Light refracted trough a prism

[xinlan]

Homework Statement

Light is incident along the normal to face AB of a glass prism of refractive index 1.47

Find the alpha max, the largest value of the angle alpha such that no light is refracted out of the prism at face AC if the prism is immersed in air.

Homework Equations

n1*sin thetha1 = n2 * sin thetha2

The Attempt at a Solution

since no light is refracted out of the prism, then total internal reflection is involved.
sin critical alpha = (n2/n1)*sin 90
= 1.33/147
alpha = 64.8

but I got it wrong,
please someone help me..
thanks..

 

[Doc Al]

What you found is the angle that the incident ray makes with the normal to surface A-C. That's not alpha, but you can use it to find alpha.

 

[xinlan]

I just got it..
I just realized that the n for air should be 1.00 not 1.33.
then to get the alpha --> 90 - the angle that the incident ray makes with the normal to surface A-C..

anyway.. thanks.. :)

 

[Doc Al]

I just got it..

Good!

I just realized that the n for air should be 1.00 not 1.33.

D'oh! (I didn't even notice that. I must have been sleeping.)

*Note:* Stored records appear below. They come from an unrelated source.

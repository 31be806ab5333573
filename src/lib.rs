//! kestrel: a time-sharing kernel for an emulated multi-hart RISC-V-class
//! machine.
//!
//! The kernel core is the real thing — Sv39 page tables in allocator pages,
//! copy-on-write fork with a per-page reference count table, lazily grown
//! heaps, a fixed process table with per-slot spinlocks, per-hart scheduler
//! loops and sleep/wakeup rendezvous. The hardware under it is emulated:
//! harts are host threads, the context switch is a thread hand-off, and
//! user mode is a small fixed-width instruction set interpreted against the
//! process's own address space, so page faults, preemption and system calls
//! all cross the same boundaries they would on metal.
//!
//! Boot a machine with [`kernel::Machine::boot`], giving it a
//! [`fs::MemFs`] holding an image for `/init` (see [`image`] and
//! [`umode::Asm`]), then [`kernel::Machine::run`] it until some process
//! calls the poweroff system call.

pub mod addr;
pub mod cpu;
pub mod exec;
pub mod file;
pub mod fs;
pub mod image;
pub mod kalloc;
pub mod kernel;
pub mod lock;
pub mod memlayout;
pub mod page;
pub mod param;
pub mod pipe;
pub mod proc;
pub mod riscv;
pub mod swtch;
pub mod syscall;
mod sysfile;
mod sysproc;
pub mod trap;
pub mod umode;
pub mod vm;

then to get the alpha --> 90 - the angle that the incident ray makes with the normal to surface A-C..

Right.

 

[blue_shark]

can someone explain a little more abour this problem ... i do no understand why is necessary to use 90 ... i just got one answer but its wrong this is the feedbak ... You have given the angle between the light ray and the normal to the surface AB, not the angle for alpha

 

[Doc Al]

can someone explain a little more abour this problem ... i do no understand why is necessary to use 90 ... i just got one answer but its wrong this is the feedbak ... You have given the angle between the light ray and the normal to the surface AB, not the angle for alpha

What you gave, I presume, is the critical angle, which is not the angle alpha. You've got to use the critical angle to figure out alpha. Draw a clear diagram and look for the triangles.